Kur’an-ı Kerim’de bazı sözde akıllıların Allah’ın kitabı için; “ Eskilerin uydura geldikleri masallardır.” dediği bildirilir. Bunun Kur’an’daki söylenişi esâtiri’l evvelîndir. Esâtir, masal ve hikaye gibi kurgulanan şeye derler. Evvelîn de öncekiler demek. Yani Peygamber Aleyhisselamın zamanında dahi inanmayan insanlar -bundan Allah’a sığınıyorum- Kur’an için eskilerin uydurduğu bir kitap demişler.
Çok şiddetli bir söz bu. Yalanın en büyüğü.Günümüzde dahi böyle diyenler yok mu? Tabiki var. Kur’an’da o bahsedilen kişileri tanımıyorum ama günümüzdekilerin pespaye akıllarından haberim var. Böyle söyleyen bu insanlara acı acı gülüyorum. Zavallılar Kur’an’ın masal kitabı olup olmadığını çok yakında anlayacaklar. Fakat o anlamadan onlara bir fayda gelmeyecek. Çünkü dünya hayatı bitmiş olacak. Bambaşka bir dünyaya gözlerini açacaklar; “Aa! Bütün bu söylenenler gerçek miymiş diyecekler? Üzüntüden kendilerini dövecekler, dünya hayatına geri dönmeyi ve iman edip iyi işler yapmayı isteyecekler. Fakat nafile, onlara bu izin verilmeyecek. Denilecek ki; “Size bir insanın akledeceği kadar süre vermedik mi?” O an onların halleri öyle kötü olacak ki Allah düşmanımı dahi bu duruma düşürmesin!
Kur’an-i Kerim hesap günü hakkında ‘kısır gün’ tabirini kullanır. Orjinali; yevmi’l akîm’dir. Yevmi’l akîm; kısır gün demek. Yani zararı telafi etmenin zamanı artık bitmiş. Kar eden, zarar eden ne ettiyse etmiştir. Defter kapanmıştır demek. Kişi o günün sıkıntısından kurtulmak için en sevdiklerini dahi feda etmek istermiş. Hatta bütün insanları kendisinin kurtulması için fidye vermek istermiş. Tabi ki kabul edilmeyecekmiş. Vallahi Kur’an’da yazıyor bunlar. O gün herkes dünyada ne yaptıysa karşılığını görecekmiş. Hatta Zilzal suresinde Allah cc. şöyle bildiriyor: “Kim zerre miktarı bir hayır işlerse karşılığını görecek. Kim de zerre miktarı bir kötülük işlerse karşılığını görecek.”

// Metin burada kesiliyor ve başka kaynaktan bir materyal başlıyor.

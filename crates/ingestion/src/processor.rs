//! Ingestion processor
//!
//! Applies normalized shelf exports to a user's shelf and, when asked,
//! queues an availability refresh for the changed shelf.

use crate::errors::IngestionError;
use serde::Deserialize;
use shelfsync_common::db::models::SyncRunKind;
use shelfsync_common::db::upsert::{ImportSummary, ShelfEntry};
use shelfsync_common::db::{DbPool, Repository};
use shelfsync_common::metrics;
use shelfsync_common::queue::{Queue, ShelfImportJobMessage, SyncRunJobMessage};
use std::path::Path;
use std::sync::Arc;
use tracing::{error, info, instrument, warn};
use uuid::Uuid;

/// Shelf export file: a bare list or `{"items": [...]}`
#[derive(Debug, Deserialize)]
#[serde(untagged)]
enum ShelfExport {
    Items(Vec<ShelfEntry>),
    Wrapped { items: Vec<ShelfEntry> },
}

impl ShelfExport {
    fn into_items(self) -> Vec<ShelfEntry> {
        match self {
            ShelfExport::Items(items) | ShelfExport::Wrapped { items } => items,
        }
    }
}

/// Result of one applied import
#[derive(Debug, Clone)]
pub struct ImportOutcome {
    pub summary: ImportSummary,
    /// Refresh run created for the import, if any
    pub sync_run_id: Option<Uuid>,
}

/// Shelf import processor
pub struct ImportProcessor {
    repository: Repository,
    sync_queue: Option<Arc<Queue>>,
}

impl ImportProcessor {
    pub fn new(db_pool: DbPool, sync_queue: Option<Arc<Queue>>) -> Self {
        Self {
            repository: Repository::new(db_pool),
            sync_queue,
        }
    }

    /// Process an import job from SQS
    #[instrument(
        skip(self, message),
        fields(job_id = %message.job_id, user_id = %message.user_id)
    )]
    pub async fn process_job(
        &self,
        message: ShelfImportJobMessage,
    ) -> Result<ImportOutcome, IngestionError> {
        info!(items = message.items.len(), "Processing shelf import job");
        self.apply(
            message.user_id,
            message.source_id,
            &message.items,
            message.refresh_after_import,
        )
        .await
    }

    /// Import a shelf export file directly (for testing without SQS)
    #[instrument(skip(self), fields(path = %path.display()))]
    pub async fn process_file(
        &self,
        path: &Path,
        user_id: Uuid,
        refresh: bool,
    ) -> Result<ImportOutcome, IngestionError> {
        if !path.exists() {
            return Err(IngestionError::FileNotFound(path.display().to_string()));
        }

        let body = tokio::fs::read_to_string(path).await?;
        let items = serde_json::from_str::<ShelfExport>(&body)?.into_items();

        info!(items = items.len(), "Importing shelf export file");
        self.apply(user_id, None, &items, refresh).await
    }

    async fn apply(
        &self,
        user_id: Uuid,
        source_id: Option<Uuid>,
        items: &[ShelfEntry],
        refresh: bool,
    ) -> Result<ImportOutcome, IngestionError> {
        let summary = self.repository.import_shelf_items(user_id, source_id, items).await?;
        metrics::record_import(summary.created, summary.updated);

        for issue in &summary.issues {
            warn!(key = %issue.key, error = %issue.error, "Shelf entry skipped");
        }
        info!(
            created = summary.created,
            updated = summary.updated,
            skipped = summary.skipped,
            "Shelf import applied"
        );

        let sync_run_id = if refresh && summary.changed() {
            Some(self.submit_refresh(user_id).await?)
        } else {
            None
        };

        Ok(ImportOutcome { summary, sync_run_id })
    }

    /// Create a queued refresh run and hand it to the sync worker
    async fn submit_refresh(&self, user_id: Uuid) -> Result<Uuid, IngestionError> {
        let run = self
            .repository
            .create_sync_run(user_id, SyncRunKind::AvailabilityRefresh)
            .await?;

        let Some(queue) = &self.sync_queue else {
            warn!(sync_run_id = %run.id, "No sync queue configured, refresh run stays queued");
            return Ok(run.id);
        };

        if let Err(e) = queue.send(&SyncRunJobMessage { sync_run_id: run.id }).await {
            error!(sync_run_id = %run.id, error = %e, "Failed to submit refresh run");
            // Nothing will ever pick the run up
            if let Err(mark) = self
                .repository
                .mark_sync_run_failed(run.id, &format!("Submission failed: {}", e))
                .await
            {
                warn!(sync_run_id = %run.id, error = %mark, "Failed to mark unsubmitted run");
            }
            return Err(e.into());
        }

        info!(sync_run_id = %run.id, "Refresh run submitted");
        Ok(run.id)
    }
}

#[cfg(test)]
mod tests {
    use super::*;
    use shelfsync_common::db::models::SyncRunStatus;

    fn entry(external_id: &str, title: &str, author: &str) -> ShelfEntry {
        ShelfEntry {
            external_id: Some(external_id.to_string()),
            title: Some(title.to_string()),
            author: Some(author.to_string()),
            ..ShelfEntry::default()
        }
    }

    fn message(user_id: Uuid, items: Vec<ShelfEntry>, refresh: bool) -> ShelfImportJobMessage {
        ShelfImportJobMessage {
            job_id: Uuid::new_v4(),
            user_id,
            source_id: None,
            items,
            refresh_after_import: refresh,
        }
    }

    async fn setup() -> (ImportProcessor, Repository) {
        let pool = DbPool::connect_in_memory().await.unwrap();
        (ImportProcessor::new(pool.clone(), None), Repository::new(pool))
    }

    #[tokio::test]
    async fn test_import_is_idempotent() {
        let (processor, repo) = setup().await;
        let user = Uuid::new_v4();
        let items = vec![
            entry("gr-1", "Dune", "Frank Herbert"),
            entry("gr-2", "Emma", "Jane Austen"),
        ];

        let first = processor.process_job(message(user, items.clone(), false)).await.unwrap();
        assert_eq!((first.summary.created, first.summary.updated), (2, 0));

        let second = processor.process_job(message(user, items, false)).await.unwrap();
        assert_eq!((second.summary.created, second.summary.updated), (0, 2));
        assert_eq!(repo.count_shelf_items(user).await.unwrap(), 2);
    }

    #[tokio::test]
    async fn test_refresh_creates_queued_run() {
        let (processor, repo) = setup().await;
        let user = Uuid::new_v4();

        let outcome = processor
            .process_job(message(user, vec![entry("gr-1", "Dune", "Frank Herbert")], true))
            .await
            .unwrap();

        let run_id = outcome.sync_run_id.unwrap();
        let run = repo.find_sync_run(run_id).await.unwrap().unwrap();
        assert_eq!(run.run_status(), SyncRunStatus::Queued);
        assert_eq!(run.user_id, user);
        assert_eq!(run.kind, "availability_refresh");
    }

    #[tokio::test]
    async fn test_no_refresh_without_changes() {
        let (processor, _repo) = setup().await;
        let user = Uuid::new_v4();

        let outcome = processor
            .process_job(message(user, vec![ShelfEntry::default()], true))
            .await
            .unwrap();

        assert_eq!(outcome.summary.skipped, 1);
        assert!(outcome.sync_run_id.is_none());
    }

    #[tokio::test]
    async fn test_process_file_accepts_wrapped_export() {
        let (processor, repo) = setup().await;
        let user = Uuid::new_v4();
        let path = std::env::temp_dir().join(format!("shelf-{}.json", Uuid::new_v4()));
        let export = serde_json::json!({
            "items": [{
                "external_id": "gr-9",
                "title": "Emma",
                "author": "Jane Austen",
                "shelf": "to-read"
            }]
        });
        tokio::fs::write(&path, export.to_string()).await.unwrap();

        let outcome = processor.process_file(&path, user, false).await.unwrap();
        tokio::fs::remove_file(&path).await.ok();

        assert_eq!(outcome.summary.created, 1);
        let items = repo.list_shelf_items(user).await.unwrap();
        assert_eq!(items[0].shelf.as_deref(), Some("to-read"));
    }

    #[tokio::test]
    async fn test_process_file_rejects_missing_and_malformed() {
        let (processor, _repo) = setup().await;
        let user = Uuid::new_v4();

        let missing = processor
            .process_file(Path::new("/nonexistent/shelf.json"), user, false)
            .await
            .unwrap_err();
        assert!(matches!(missing, IngestionError::FileNotFound(_)));

        let path = std::env::temp_dir().join(format!("shelf-{}.json", Uuid::new_v4()));
        tokio::fs::write(&path, r#"{"title": "not a list"}"#).await.unwrap();
        let malformed = processor.process_file(&path, user, false).await.unwrap_err();
        tokio::fs::remove_file(&path).await.ok();
        assert!(matches!(malformed, IngestionError::InvalidInput(_)));
    }
}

O günün bir adı da Yevmi’l Adl’mış. Yani Adalet Günü. Allah adildir ve kimseye zulmetmez. Hem Allah’ın adaleti bizim adaletimize de benzemez. Biz kuluz ve hata yapabiliriz. Fakat Rabbimiz hata yapmaz. O Allah, insanın hücrelerine kadar bilir. Kalbinin derinliklerindeki en ince ayrıntıları bilir. Elbette ki hata yapmaz. Hata yapmak insana özgü bir şeydir.
Kur’an-i Kerim’i okurken bunları görüyorum. Ve tabiki normal olan her insan gibi korkuyorum. Kur’an’da Allah cc. “Allah’tan tam olarak korkanlar, bilenlerdir.” diye belirtiyor. Neyi bilenler?
Elbette ki Allah’ı bilenler. Kitabını okuyup, Peygamber Aleyhisselam’ın nasıl bir hayat yaşadığını ve o Peygamberin Allah’tan ne kadar çok korktuğunu bilenler, Allah’tan en çok korkanlardır. Bildikçe korku artıyor. Ve bildikçe insan Rabbini seviyor.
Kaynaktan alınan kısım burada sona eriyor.